A Beastly Menagerie is a compendium of 100 of these most curious of creatures, from beasts that can fit on a pinhead and survive a saunter into space, to sea creatures just waiting for an excuse to smash a ship to smithereens. And let’s not forget to mention the remarkable Jesus Christ lizard, the bone-eating snot flower, the pink fairy armadillo, and the zombie fly.

 

This beautifully illustrated collection will delight and bedazzle fans of the amazing animal kingdom in equal measure. Narrated by the affable eccentric Sir Pilkington-Smythe and assisted by his cronies at The Proceedings of the Ever So Strange, each entry is an enlightening and marvelous foray into our world and all its wonders . . . topped off with a soupçon of silliness.

 

An excerpt

Sharks are pretty pleased with themselves, and so they should be.
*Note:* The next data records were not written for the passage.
//! Artifact writing: the JSON record list and the translated full text.
//!
//! Both files are written only after the pipeline finished, each through a
//! temp file + rename so a crash never leaves a half-written artifact.

use crate::config::DocumentInput;
use crate::error::DigestError;
use crate::record::{DocumentResult, ParagraphRecord};
use chrono::Local;
use serde::Serialize;
use std::path::{Path, PathBuf};
use tracing::{info, warn};

/// Where the two artifacts of a run live.
#[derive(Debug, Clone, PartialEq, Eq, Serialize)]
pub struct ArtifactPaths {
    pub result_json: PathBuf,
    pub translated_text: PathBuf,
}

impl ArtifactPaths {
    /// Derive artifact paths for `input` inside `output_dir`.
    ///
    /// PDF input is named after the file stem; text input after the local
    /// time the run was started.
    pub fn for_input(input: &DocumentInput, output_dir: &Path) -> Self {
        let stem = match input {
            DocumentInput::Pdf { path } => path
                .file_stem()
                .map(|s| s.to_string_lossy().into_owned())
                .unwrap_or_else(|| "document".to_string()),
            DocumentInput::Text(_) | DocumentInput::Paragraphs(_) => {
                format!("text_input_{}", Local::now().format("%Y%m%d_%H%M%S"))
            }
        };
        Self::with_stem(output_dir, &stem)
    }

    pub fn with_stem(output_dir: &Path, stem: &str) -> Self {
        Self {
            result_json: output_dir.join(format!("{stem}_result.json")),
            translated_text: output_dir.join(format!("{stem}_translated_paper.txt")),
        }
    }
}

/// Serialise records as indented UTF-8 JSON.
pub fn records_to_json(records: &[ParagraphRecord]) -> Result<String, DigestError> {
    serde_json::to_string_pretty(records)
        .map_err(|e| DigestError::Internal(format!("Failed to serialise records: {e}")))
}

/// Write both artifacts of `result` to `paths`.
///
/// The pair is all-or-nothing: when the text artifact cannot be written the
/// freshly written JSON artifact is removed again.
pub async fn write_artifacts(
    result: &DocumentResult,
    paths: &ArtifactPaths,
) -> Result<(), DigestError> {
    save_to_json(&result.records, &paths.result_json).await?;
    if let Err(e) = save_translated_text(&result.translated_full_text, &paths.translated_text).await
    {
        if let Err(rm) = tokio::fs::remove_file(&paths.result_json).await {
            warn!(
                "Could not remove {} after failed write: {}",
                paths.result_json.display(),
                rm
            );
        }
        return Err(e);
    }
    Ok(())
}

/// Save the record list as a JSON array.
pub async fn save_to_json(records: &[ParagraphRecord], path: &Path) -> Result<(), DigestError> {
    let json = records_to_json(records)?;
    write_atomic(path, json.as_bytes()).await?;
    info!("Results saved as JSON: {}", path.display());
    Ok(())
}

/// Save the Chinese paragraphs joined by blank lines.
pub async fn save_translated_text(paragraphs: &[String], path: &Path) -> Result<(), DigestError> {
    write_atomic(path, paragraphs.join("\n\n").as_bytes()).await?;
    info!("Translated full text saved: {}", path.display());
    Ok(())
}

async fn write_atomic(path: &Path, bytes: &[u8]) -> Result<(), DigestError> {
    let write_err = |e| DigestError::OutputWriteFailed {
        path: path.to_path_buf(),
        source: e,
    };

    if let Some(parent) = path.parent() {
        tokio::fs::create_dir_all(parent).await.map_err(write_err)?;
    }

    let mut tmp_name = path.as_os_str().to_owned();
    tmp_name.push(".tmp");
    let tmp_path = PathBuf::from(tmp_name);

    tokio::fs::write(&tmp_path, bytes).await.map_err(write_err)?;
    if let Err(e) = tokio::fs::rename(&tmp_path, path).await {
        let _ = tokio::fs::remove_file(&tmp_path).await;
        return Err(write_err(e));
    }
    Ok(())
}
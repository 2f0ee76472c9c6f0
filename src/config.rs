//! Configuration types for a digest run.
//!
//! All run behaviour is controlled through [`DigestConfig`], built via its
//! [`DigestConfigBuilder`]. The config is constructed once by the caller and
//! passed by reference into the run; nothing inside the pipeline reads
//! process-wide state such as environment variables.

use crate::error::DigestError;
use crate::progress::ProgressCallback;
use edgequake_llm::LLMProvider;
use std::fmt;
use std::path::PathBuf;
use std::str::FromStr;
use std::sync::Arc;

/// Configuration for one digest run.
///
/// # Example
/// ```rust
/// use bilingual_digest::DigestConfig;
///
/// let config = DigestConfig::builder()
///     .model("gpt-4.1-mini")
///     .output_dir("out")
///     .build()
///     .unwrap();
/// assert_eq!(config.max_tokens, 4096);
/// ```
#[derive(Clone)]
pub struct DigestConfig {
    /// LLM model identifier, e.g. "gpt-4.1-mini". If None, uses provider default.
    pub model: Option<String>,

    /// LLM provider name (e.g. "openai", "anthropic", "ollama").
    /// If None along with `provider`, the provider is auto-detected.
    pub provider_name: Option<String>,

    /// Pre-constructed LLM provider. Takes precedence over `provider_name`.
    pub provider: Option<Arc<dyn LLMProvider>>,

    /// Sampling temperature for both completion calls. Default: 0.1.
    ///
    /// Both stages must answer with a strict JSON object; low temperature
    /// keeps the model on the requested format.
    pub temperature: f32,

    /// Maximum tokens the LLM may generate per call. Default: 4096.
    ///
    /// The translation reply carries the whole paragraph in Chinese plus the
    /// summary and keywords, so it needs roughly the paragraph's own length.
    pub max_tokens: usize,

    /// Directory receiving the JSON and translated-text artifacts. Default: `result`.
    pub output_dir: PathBuf,

    /// Detect tables in PDF input and append their descriptions to the last
    /// paragraph. Default: true.
    pub extract_tables: bool,

    /// When set, every detected table is also exported as `table_{n}.csv` here.
    pub table_dir: Option<PathBuf>,

    /// PDF user password for encrypted documents.
    pub password: Option<String>,

    /// Directory holding the pdfium shared library. If None, the current
    /// directory is tried first, then the system library search path.
    pub pdfium_lib_path: Option<PathBuf>,

    /// Receives per-paragraph progress events.
    pub progress_callback: Option<ProgressCallback>,
}

impl Default for DigestConfig {
    fn default() -> Self {
        Self {
            model: None,
            provider_name: None,
            provider: None,
            temperature: 0.1,
            max_tokens: 4096,
            output_dir: PathBuf::from("result"),
            extract_tables: true,
            table_dir: None,
            password: None,
            pdfium_lib_path: None,
            progress_callback: None,
        }
    }
}

impl fmt::Debug for DigestConfig {
    fn fmt(&self, f: &mut fmt::Formatter<'_>) -> fmt::Result {
        f.debug_struct("DigestConfig")
            .field("model", &self.model)
            .field("provider_name", &self.provider_name)
            .field("provider", &self.provider.as_ref().map(|_| "<dyn LLMProvider>"))
            .field("temperature", &self.temperature)
            .field("max_tokens", &self.max_tokens)
            .field("output_dir", &self.output_dir)
            .field("extract_tables", &self.extract_tables)
            .field("table_dir", &self.table_dir)
            .field("pdfium_lib_path", &self.pdfium_lib_path)
            .field(
                "progress_callback",
                &self.progress_callback.as_ref().map(|_| "<dyn DigestProgressCallback>"),
            )
            .finish()
    }
}

impl DigestConfig {
    /// Create a new builder for `DigestConfig`.
    pub fn builder() -> DigestConfigBuilder {
        DigestConfigBuilder {
            config: Self::default(),
        }
    }
}

/// Builder for [`DigestConfig`].
#[derive(Debug)]
pub struct DigestConfigBuilder {
    config: DigestConfig,
}

impl DigestConfigBuilder {
    pub fn model(mut self, model: impl Into<String>) -> Self {
        self.config.model = Some(model.into());
        self
    }

    pub fn provider_name(mut self, name: impl Into<String>) -> Self {
        self.config.provider_name = Some(name.into());
        self
    }

    pub fn provider(mut self, provider: Arc<dyn LLMProvider>) -> Self {
        self.config.provider = Some(provider);
        self
    }

    pub fn temperature(mut self, t: f32) -> Self {
        self.config.temperature = t.clamp(0.0, 2.0);
        self
    }

    pub fn max_tokens(mut self, n: usize) -> Self {
        self.config.max_tokens = n;
        self
    }

    pub fn output_dir(mut self, dir: impl Into<PathBuf>) -> Self {
        self.config.output_dir = dir.into();
        self
    }

    pub fn extract_tables(mut self, v: bool) -> Self {
        self.config.extract_tables = v;
        self
    }

    pub fn table_dir(mut self, dir: impl Into<PathBuf>) -> Self {
        self.config.table_dir = Some(dir.into());
        self
    }

    pub fn password(mut self, pwd: impl Into<String>) -> Self {
        self.config.password = Some(pwd.into());
        self
    }

    pub fn pdfium_lib_path(mut self, dir: impl Into<PathBuf>) -> Self {
        self.config.pdfium_lib_path = Some(dir.into());
        self
    }

    pub fn progress_callback(mut self, cb: ProgressCallback) -> Self {
        self.config.progress_callback = Some(cb);
        self
    }

    /// Build the configuration, validating constraints.
    pub fn build(self) -> Result<DigestConfig, DigestError> {
        let c = &self.config;
        if c.max_tokens == 0 {
            return Err(DigestError::InvalidConfig(
                "max_tokens must be ≥ 1".into(),
            ));
        }
        if c.output_dir.as_os_str().is_empty() {
            return Err(DigestError::InvalidConfig(
                "output_dir must not be empty".into(),
            ));
        }
        if matches!(c.model.as_deref(), Some(m) if m.trim().is_empty()) {
            return Err(DigestError::InvalidConfig(
                "model must not be blank".into(),
            ));
        }
        Ok(self.config)
    }
}

// ── Input ────────────────────────────────────────────────────────────────

/// How the input string of a run is interpreted.
#[derive(Debug, Clone, Copy, PartialEq, Eq, Default)]
pub enum InputMode {
    /// The input is a path to a PDF file. (default)
    #[default]
    Pdf,
    /// The input is the English text itself, processed as one paragraph.
    Text,
}

impl FromStr for InputMode {
    type Err = DigestError;

    fn from_str(s: &str) -> Result<Self, Self::Err> {
        match s.trim().to_lowercase().as_str() {
            "pdf" => Ok(InputMode::Pdf),
            "text" => Ok(InputMode::Text),
            other => Err(DigestError::InvalidMode {
                mode: other.to_string(),
            }),
        }
    }
}

/// The document handed to a run.
#[derive(Debug, Clone)]
pub enum DocumentInput {
    /// A PDF file: text is extracted per page and split into paragraphs.
    Pdf { path: PathBuf },
    /// Raw text treated as a single paragraph.
    Text(String),
    /// A document that has already been segmented into paragraphs.
    Paragraphs(Vec<String>),
}

impl DocumentInput {
    /// Build an input from a mode and the user-supplied string.
    pub fn from_mode(mode: InputMode, value: impl Into<String>) -> Self {
        match mode {
            InputMode::Pdf => DocumentInput::Pdf {
                path: PathBuf::from(value.into()),
            },
            InputMode::Text => DocumentInput::Text(value.into()),
        }
    }

    /// Short human-readable name used in logs and error messages.
    pub fn display_name(&self) -> String {
        match self {
            DocumentInput::Pdf { path } => path.display().to_string(),
            DocumentInput::Text(_) => "<text input>".to_string(),
            DocumentInput::Paragraphs(_) => "<paragraph input>".to_string(),
        }
    }
}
You see, they are basically rippling slabs of muscle in gunmetal grey, with row upon row of huge razor-sharp teeth—awesome eating machines that have remained unchanged for millennia. . . . Of course, some sharks don’t look so tough. Think of the bizarre hammerhead, goblin, and frilled sharks. Not that they’re to be trifled with. And then there’s the cookie cutter shark, a sniveling little guttersnipe who looks more like a fat lady’s arm holding a kitchen utensil than the pinnacle of predatory evolution.